Берче покачал головой.
— Ой ли?
Ирмэ еще подумал.
— Руб шестьдесят пять.
— Угу. Значит, так, — сказал Берче. — Хаче! — крикнул он. Вышел Хаче.
— Вот, — сказал Берче сыну, — Ирмэ пришел.
И пошел в кузню.
Мальчики сели на траву. Хаче скрутил цыгарку, закурил. Ирмэ тоже закурил. Курили они молча.
— Нухрей сказывал, — проговорил наконец Хаче, — в Застенках волка убили.
— Ну? Когда это?
— Третьего дня, что ли, — сказал Хаче. — Забрался, понимаешь, к Маркелу на двор, в хлев, а на сеновале спал Ефремка, хромого Филата сын, старший. Знаешь? Чует — собака лает, корова мычит. Что такое? Поглядел — волк. Зубами лязгает, глаза как спички. Ефремка на него, а волк — ходу. Ну, мужики сбежались, убили. Теперь застенковские кажный вечер стоят — сторожат: говорят — волчица придет. Увидит — нету волка, ну, пойдет искать!
— Ишь, ты! — сказал Ирмэ. — Понимает!
— А ты думал? — сказал Хаче. — Зверь — он понимает. Мне парнишка из Самсоновки сказывал: идет это он вечером с сенокосу, один, видит — неподалеку, в кустах — заяц. Он: «Беги, косой, до хаты! — жена помирает!» Что думаешь? Побежал!

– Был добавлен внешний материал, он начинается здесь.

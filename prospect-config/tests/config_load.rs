use prospect_config::{LlmSpec, ProspectConfigLoader};
use serial_test::serial;
use std::{fs, path::PathBuf};
use tempfile::TempDir;

/// Helper to write a YAML file in a temp dir and return its path.
fn write_yaml(tmp: &TempDir, name: &str, yaml: &str) -> PathBuf {
    let p = tmp.path().join(name);
    fs::write(&p, yaml).expect("write yaml");
    p
}

#[test]
#[serial]
fn loads_full_config_from_file() {
    let tmp = TempDir::new().unwrap();

    let file_yaml = r#"
version: "0.1"
sheet:
  input_path: "data/leads.csv"
  output_path: "data/output_emails.csv"
  website_column: "Website"
scrape:
  timeout_secs: 10
  retries: 1
llm:
  provider: openai
  model: "gpt-4o-mini"
  auth_token: "${OPENAI_API_KEY}"
  temperature: 0.7
  max_tokens: 500
"#;
    let p = write_yaml(&tmp, "prospect.yaml", file_yaml);

    let config = temp_env::with_var("OPENAI_API_KEY", Some("sk-from-env"), || {
        ProspectConfigLoader::new()
            .with_file(p)
            .load()
            .expect("load prospect config")
    });

    assert_eq!(config.version.as_deref(), Some("0.1"));
    assert_eq!(config.sheet.input_path, "data/leads.csv");
    assert_eq!(config.sheet.website_column, "Website");
    // Unset columns keep their defaults.
    assert_eq!(config.sheet.name_column, "name");
    assert_eq!(config.scrape.timeout_secs, 10);
    assert_eq!(config.scrape.retries, 1);

    match config.llm.expect("llm spec present") {
        LlmSpec::Openai {
            model,
            auth_token,
            endpoint,
            ..
        } => {
            assert_eq!(model, "gpt-4o-mini");
            assert_eq!(auth_token, "sk-from-env");
            assert_eq!(endpoint, "https://api.openai.com/v1/");
        }
    }
}

#[test]
#[serial]
fn minimal_config_fills_scrape_defaults_and_skips_llm() {
    let config = ProspectConfigLoader::new()
        .with_yaml_str(
            r#"
sheet:
  input_path: "leads.csv"
  output_path: "out.csv"
"#,
        )
        .load()
        .expect("minimal config loads");

    assert_eq!(config.scrape.timeout_secs, 10);
    assert_eq!(config.scrape.retries, 0);
    assert!(config.llm.is_none());
    assert_eq!(config.sheet.website_column, "website");
}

— Скажи ты! — Ирмэ даже причмокнул. — А как ты, Хаче, думаешь, звери-то разговаривают?
— Разговаривают, — сказал Хаче. — Стариков послушать — так звери и человечьим голосом говорят. Только не верю я. Сказки.

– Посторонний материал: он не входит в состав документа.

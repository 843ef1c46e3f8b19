use std::fs;

use prospect_sheets::{CsvRowStore, LeadRow, RowResult, RowStore, SheetError};
use tempfile::TempDir;

fn write_input(tmp: &TempDir, name: &str, content: &str) -> std::path::PathBuf {
    let path = tmp.path().join(name);
    fs::write(&path, content).expect("write input csv");
    path
}

#[tokio::test]
async fn loads_rows_with_case_insensitive_headers() {
    let tmp = TempDir::new().unwrap();
    let input = write_input(
        &tmp,
        "leads.csv",
        "Website,Name\nexample.com,Alice\n, \nb.test,\n",
    );
    let store = CsvRowStore::new(&input, tmp.path().join("out.csv"));

    let rows = store.load_rows().await.unwrap();
    assert_eq!(
        rows,
        vec![
            LeadRow {
                index: 1,
                website: "example.com".into(),
                contact_name: Some("Alice".into()),
            },
            LeadRow {
                index: 2,
                website: String::new(),
                contact_name: None,
            },
            LeadRow {
                index: 3,
                website: "b.test".into(),
                contact_name: None,
            },
        ]
    );
}

#[tokio::test]
async fn missing_website_column_is_an_error() {
    let tmp = TempDir::new().unwrap();
    let input = write_input(&tmp, "leads.csv", "url,name\nexample.com,Alice\n");
    let store = CsvRowStore::new(&input, tmp.path().join("out.csv"));

    let err = store.load_rows().await.unwrap_err();
    assert!(matches!(err, SheetError::MissingColumn(col) if col == "website"));
}

#[tokio::test]
async fn custom_column_names_are_honored() {
    let tmp = TempDir::new().unwrap();
    let input = write_input(&tmp, "leads.csv", "url,contact\nexample.com,Alice\n");
    let store =
        CsvRowStore::new(&input, tmp.path().join("out.csv")).with_columns("url", "contact");

    let rows = store.load_rows().await.unwrap();
    assert_eq!(rows[0].website, "example.com");
    assert_eq!(rows[0].contact_name.as_deref(), Some("Alice"));
}

#[tokio::test]
async fn results_are_written_in_input_order() {
    let tmp = TempDir::new().unwrap();
    let input = write_input(&tmp, "leads.csv", "website\na.test\nb.test\n");
    let output = tmp.path().join("out.csv");
    let store = CsvRowStore::new(&input, &output);

    let rows = store.load_rows().await.unwrap();
    let results = vec![
        RowResult {
            row: rows[0].clone(),
            cell: "Hello".into(),
            outreach: Some("Hi Alice".into()),
        },
        RowResult {
            row: rows[1].clone(),
            cell: "No content found".into(),
            outreach: None,
        },
    ];
    store.write_results(&results).await.unwrap();

    let written = fs::read_to_string(&output).unwrap();
    let lines: Vec<&str> = written.lines().collect();
    assert_eq!(
        lines,
        vec![
            "url,about_content,outreach",
            "a.test,Hello,Hi Alice",
            "b.test,No content found,",
        ]
    );
}

#[tokio::test]
async fn cells_with_commas_are_quoted_and_round_trip() {
    let tmp = TempDir::new().unwrap();
    let input = write_input(&tmp, "leads.csv", "website\na.test\n");
    let output = tmp.path().join("out.csv");
    let store = CsvRowStore::new(&input, &output);

    let rows = store.load_rows().await.unwrap();
    let results = vec![RowResult {
        row: rows[0].clone(),
        cell: "We teach, we learn.".into(),
        outreach: None,
    }];
    store.write_results(&results).await.unwrap();

    let mut reader = csv::Reader::from_path(&output).unwrap();
    let record = reader.records().next().unwrap().unwrap();
    assert_eq!(record.get(1), Some("We teach, we learn."));
}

— Брехня, — согласился Ирмэ. — Во сне другой раз бывает. Я вот сегодня во сне с котом Халабесом говорил.
— Во сне-то мало ли что бывает! — сказал Хаче. — Я раз во сне с орешником говорил. Я ему: «Почем орехи?» А он, понимаешь, человечьим голосом: «Не продаем».
— Так и сказал?
— Ну, да, как мужик: «Не продаем».
Помолчали.
— Это кто тебя так? — спросил Хаче, показав на желвак.
— Монька, — пробурчал Ирмэ.
— Который?
— Монька Рашалл, ну!
— О-го! — удивился Хаче. — Высоко, птаха, летаешь!
— Он у меня полетит! — проворчал Ирмэ. — Погоди-ка!
— Поцапались?
— Было дело.
— Не лезь ты к этим, — сказал Хаме. — Ну их!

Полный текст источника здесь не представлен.